Top of Task data

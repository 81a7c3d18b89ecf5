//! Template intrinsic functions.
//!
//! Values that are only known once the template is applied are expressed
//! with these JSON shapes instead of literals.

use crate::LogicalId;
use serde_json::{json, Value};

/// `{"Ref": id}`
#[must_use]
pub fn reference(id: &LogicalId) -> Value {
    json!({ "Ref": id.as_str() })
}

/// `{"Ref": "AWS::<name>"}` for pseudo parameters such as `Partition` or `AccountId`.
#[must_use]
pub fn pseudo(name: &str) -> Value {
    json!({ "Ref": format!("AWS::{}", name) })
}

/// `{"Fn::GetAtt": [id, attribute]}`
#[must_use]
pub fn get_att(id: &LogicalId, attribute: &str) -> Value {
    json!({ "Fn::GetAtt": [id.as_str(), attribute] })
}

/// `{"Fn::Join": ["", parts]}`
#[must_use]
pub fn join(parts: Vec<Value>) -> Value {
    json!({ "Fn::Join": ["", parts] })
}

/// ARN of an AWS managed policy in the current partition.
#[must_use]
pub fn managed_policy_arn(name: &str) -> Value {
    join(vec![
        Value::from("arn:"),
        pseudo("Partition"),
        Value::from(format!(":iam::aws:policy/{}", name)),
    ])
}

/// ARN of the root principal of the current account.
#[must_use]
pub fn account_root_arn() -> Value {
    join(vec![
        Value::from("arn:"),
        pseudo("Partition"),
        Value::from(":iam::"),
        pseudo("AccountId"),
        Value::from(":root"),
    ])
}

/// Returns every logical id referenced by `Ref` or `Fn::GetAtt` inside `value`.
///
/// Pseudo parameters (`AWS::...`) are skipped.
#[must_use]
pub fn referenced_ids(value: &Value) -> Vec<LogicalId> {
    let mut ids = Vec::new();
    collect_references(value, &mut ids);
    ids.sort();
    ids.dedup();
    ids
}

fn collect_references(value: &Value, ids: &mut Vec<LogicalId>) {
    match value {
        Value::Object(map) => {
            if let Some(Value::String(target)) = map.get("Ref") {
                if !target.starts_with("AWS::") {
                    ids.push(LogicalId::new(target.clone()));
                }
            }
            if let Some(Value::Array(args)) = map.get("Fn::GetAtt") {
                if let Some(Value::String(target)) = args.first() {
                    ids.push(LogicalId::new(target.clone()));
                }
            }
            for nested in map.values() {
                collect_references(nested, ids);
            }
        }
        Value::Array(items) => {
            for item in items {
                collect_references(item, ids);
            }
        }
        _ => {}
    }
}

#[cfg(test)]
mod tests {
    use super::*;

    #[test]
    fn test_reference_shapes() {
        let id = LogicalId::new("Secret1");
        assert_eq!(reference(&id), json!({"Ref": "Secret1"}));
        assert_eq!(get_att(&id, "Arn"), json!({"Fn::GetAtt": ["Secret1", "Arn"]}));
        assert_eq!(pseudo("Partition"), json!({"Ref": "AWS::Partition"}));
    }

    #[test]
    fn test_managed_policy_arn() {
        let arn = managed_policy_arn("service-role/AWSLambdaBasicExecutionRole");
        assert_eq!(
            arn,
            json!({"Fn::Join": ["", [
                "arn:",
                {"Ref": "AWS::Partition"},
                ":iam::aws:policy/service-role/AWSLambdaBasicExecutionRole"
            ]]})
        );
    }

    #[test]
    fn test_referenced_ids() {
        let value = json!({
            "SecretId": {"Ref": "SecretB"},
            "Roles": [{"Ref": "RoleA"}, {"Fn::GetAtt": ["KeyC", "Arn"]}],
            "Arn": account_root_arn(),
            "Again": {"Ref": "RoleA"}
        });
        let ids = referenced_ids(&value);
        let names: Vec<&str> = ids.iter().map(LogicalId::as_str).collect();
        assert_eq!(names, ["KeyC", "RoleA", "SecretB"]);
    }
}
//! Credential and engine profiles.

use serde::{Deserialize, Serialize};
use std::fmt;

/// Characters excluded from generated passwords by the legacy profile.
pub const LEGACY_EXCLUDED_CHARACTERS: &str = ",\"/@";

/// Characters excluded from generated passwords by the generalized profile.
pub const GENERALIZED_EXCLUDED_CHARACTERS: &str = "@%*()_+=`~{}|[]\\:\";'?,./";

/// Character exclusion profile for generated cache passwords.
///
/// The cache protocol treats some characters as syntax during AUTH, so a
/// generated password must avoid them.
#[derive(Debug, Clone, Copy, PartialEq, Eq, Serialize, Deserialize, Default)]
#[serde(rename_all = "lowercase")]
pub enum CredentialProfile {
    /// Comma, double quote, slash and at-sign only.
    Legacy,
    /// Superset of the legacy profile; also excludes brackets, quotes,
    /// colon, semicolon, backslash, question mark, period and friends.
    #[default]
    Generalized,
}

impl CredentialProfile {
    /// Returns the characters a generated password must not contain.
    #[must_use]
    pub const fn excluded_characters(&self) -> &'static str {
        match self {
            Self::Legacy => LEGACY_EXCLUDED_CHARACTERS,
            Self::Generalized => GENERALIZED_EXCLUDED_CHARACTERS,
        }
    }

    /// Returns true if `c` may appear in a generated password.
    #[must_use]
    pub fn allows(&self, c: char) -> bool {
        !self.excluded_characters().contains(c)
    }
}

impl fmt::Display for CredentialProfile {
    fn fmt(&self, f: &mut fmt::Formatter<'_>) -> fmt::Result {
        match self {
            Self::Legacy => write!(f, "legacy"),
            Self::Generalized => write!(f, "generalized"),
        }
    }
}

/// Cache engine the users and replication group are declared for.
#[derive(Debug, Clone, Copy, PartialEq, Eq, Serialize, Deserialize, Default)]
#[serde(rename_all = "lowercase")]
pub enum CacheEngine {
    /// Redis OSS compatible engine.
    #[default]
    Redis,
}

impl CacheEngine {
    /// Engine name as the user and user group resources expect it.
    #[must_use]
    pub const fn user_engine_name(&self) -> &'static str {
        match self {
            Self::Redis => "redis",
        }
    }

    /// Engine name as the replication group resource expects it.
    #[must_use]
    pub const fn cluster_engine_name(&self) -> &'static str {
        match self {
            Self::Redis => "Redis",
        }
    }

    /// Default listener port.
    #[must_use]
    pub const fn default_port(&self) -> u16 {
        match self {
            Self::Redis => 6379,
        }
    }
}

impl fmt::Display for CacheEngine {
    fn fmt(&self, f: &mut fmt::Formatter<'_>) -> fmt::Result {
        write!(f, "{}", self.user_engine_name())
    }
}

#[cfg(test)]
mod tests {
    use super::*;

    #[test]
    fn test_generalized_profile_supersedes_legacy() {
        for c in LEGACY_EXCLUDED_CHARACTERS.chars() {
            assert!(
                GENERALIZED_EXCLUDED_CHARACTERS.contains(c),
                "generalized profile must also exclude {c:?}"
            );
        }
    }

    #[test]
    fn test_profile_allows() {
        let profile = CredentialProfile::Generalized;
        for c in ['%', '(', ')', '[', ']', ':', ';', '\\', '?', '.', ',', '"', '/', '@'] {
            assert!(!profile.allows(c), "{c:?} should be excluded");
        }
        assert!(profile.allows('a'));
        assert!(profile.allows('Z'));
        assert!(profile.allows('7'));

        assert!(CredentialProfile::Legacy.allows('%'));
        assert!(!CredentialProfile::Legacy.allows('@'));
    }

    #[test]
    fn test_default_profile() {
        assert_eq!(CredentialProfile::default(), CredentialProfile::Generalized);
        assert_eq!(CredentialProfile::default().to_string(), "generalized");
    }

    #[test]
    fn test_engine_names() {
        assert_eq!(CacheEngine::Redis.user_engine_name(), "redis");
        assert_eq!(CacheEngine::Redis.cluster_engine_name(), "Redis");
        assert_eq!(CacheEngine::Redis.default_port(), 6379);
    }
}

Bottom of Task data

Task description: Which lines of the data above contain the string "GetAtt"? Copy each of them.

Answer for the task:
/// `{"Fn::GetAtt": [id, attribute]}`
    json!({ "Fn::GetAtt": [id.as_str(), attribute] })
/// Returns every logical id referenced by `Ref` or `Fn::GetAtt` inside `value`.
            if let Some(Value::Array(args)) = map.get("Fn::GetAtt") {
        assert_eq!(get_att(&id, "Arn"), json!({"Fn::GetAtt": ["Secret1", "Arn"]}));
            "Roles": [{"Ref": "RoleA"}, {"Fn::GetAtt": ["KeyC", "Arn"]}],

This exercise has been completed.